** Data supplied follows **

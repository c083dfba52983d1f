//! URL construction for every outward-facing link the annotators emit.
//!
//! One place owns the path shapes, so feed links, permalinks and the
//! borrow/fulfill/revoke endpoints can never drift apart. Facets and
//! pagination contribute their own canonical query strings; lane slugs
//! come precomputed from the lane tree.

use folio_facets::{Facets, Pagination};
use folio_model::{Identifier, LaneSummary};

/// Builds absolute URLs under one library's base URL, with an optional
/// CDN origin substituted into cover links.
#[derive(Debug, Clone)]
pub struct Router {
    base_url: String,
    cdn_base: Option<String>,
}

impl Router {
    pub fn new(base_url: impl Into<String>) -> Self {
        let mut base_url = base_url.into();
        while base_url.ends_with('/') {
            base_url.pop();
        }
        Self { base_url, cdn_base: None }
    }

    pub fn with_cdn(mut self, cdn_base: impl Into<String>) -> Self {
        let mut cdn_base = cdn_base.into();
        while cdn_base.ends_with('/') {
            cdn_base.pop();
        }
        self.cdn_base = Some(cdn_base);
        self
    }

    pub fn permalink(&self, identifier: &Identifier) -> String {
        format!("{}/works/{}", self.base_url, encode_segment(&identifier.urn()))
    }

    pub fn feed_url(&self, lane: &LaneSummary, facets: &Facets, pagination: &Pagination) -> String {
        format!(
            "{}/feed/{}?{}&{}",
            self.base_url,
            lane.slug,
            facets.query_string(),
            pagination.query_string(),
        )
    }

    /// Grouped-feed URL for a lane, or the library root when `None`.
    pub fn groups_url(&self, lane: Option<&LaneSummary>) -> String {
        match lane {
            Some(lane) => format!("{}/groups/{}", self.base_url, lane.slug),
            None => format!("{}/groups", self.base_url),
        }
    }

    pub fn search_url(&self, lane: &LaneSummary) -> String {
        format!("{}/search/{}", self.base_url, lane.slug)
    }

    /// Borrow endpoint; the mechanism id is present only for vendors that
    /// fix the delivery mechanism at borrow time.
    pub fn borrow_url(&self, identifier: &Identifier, mechanism: Option<u64>) -> String {
        let work = encode_segment(&identifier.urn());
        match mechanism {
            Some(mechanism) => format!("{}/works/{work}/borrow/{mechanism}", self.base_url),
            None => format!("{}/works/{work}/borrow", self.base_url),
        }
    }

    pub fn fulfill_url(&self, identifier: &Identifier, mechanism: u64) -> String {
        format!("{}/works/{}/fulfill/{mechanism}", self.base_url, encode_segment(&identifier.urn()))
    }

    pub fn revoke_url(&self, identifier: &Identifier) -> String {
        format!("{}/loans/{}/revoke", self.base_url, encode_segment(&identifier.urn()))
    }

    pub fn edit_url(&self, identifier: &Identifier) -> String {
        format!("{}/admin/works/{}/edit", self.base_url, encode_segment(&identifier.urn()))
    }

    pub fn suppress_url(&self, identifier: &Identifier) -> String {
        format!("{}/admin/works/{}/suppress", self.base_url, encode_segment(&identifier.urn()))
    }

    pub fn unsuppress_url(&self, identifier: &Identifier) -> String {
        format!("{}/admin/works/{}/unsuppress", self.base_url, encode_segment(&identifier.urn()))
    }

    /// Swap an absolute URL's origin for the CDN origin, when one is
    /// configured. Applied to cover and thumbnail links only.
    pub fn rewrite_cdn(&self, url: &str) -> String {
        let Some(cdn) = &self.cdn_base else {
            return url.to_string();
        };
        let Some(after_scheme) = url.find("://").map(|at| at + 3) else {
            return url.to_string();
        };
        match url[after_scheme..].find('/') {
            Some(path_start) => format!("{cdn}{}", &url[after_scheme + path_start..]),
            None => cdn.clone(),
        }
    }
}

/// Percent-encode a URN for use as one path segment.
fn encode_segment(s: &str) -> String {
    s.replace('%', "%25")
        .replace('/', "%2F")
        .replace(' ', "%20")
        .replace('?', "%3F")
        .replace('#', "%23")
}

** End of Data supplied **

Your task
Filter the records for the string "only" and copy every line that holds it.

Final answer
    /// Borrow endpoint; the mechanism id is present only for vendors that
    /// configured. Applied to cover and thumbnail links only.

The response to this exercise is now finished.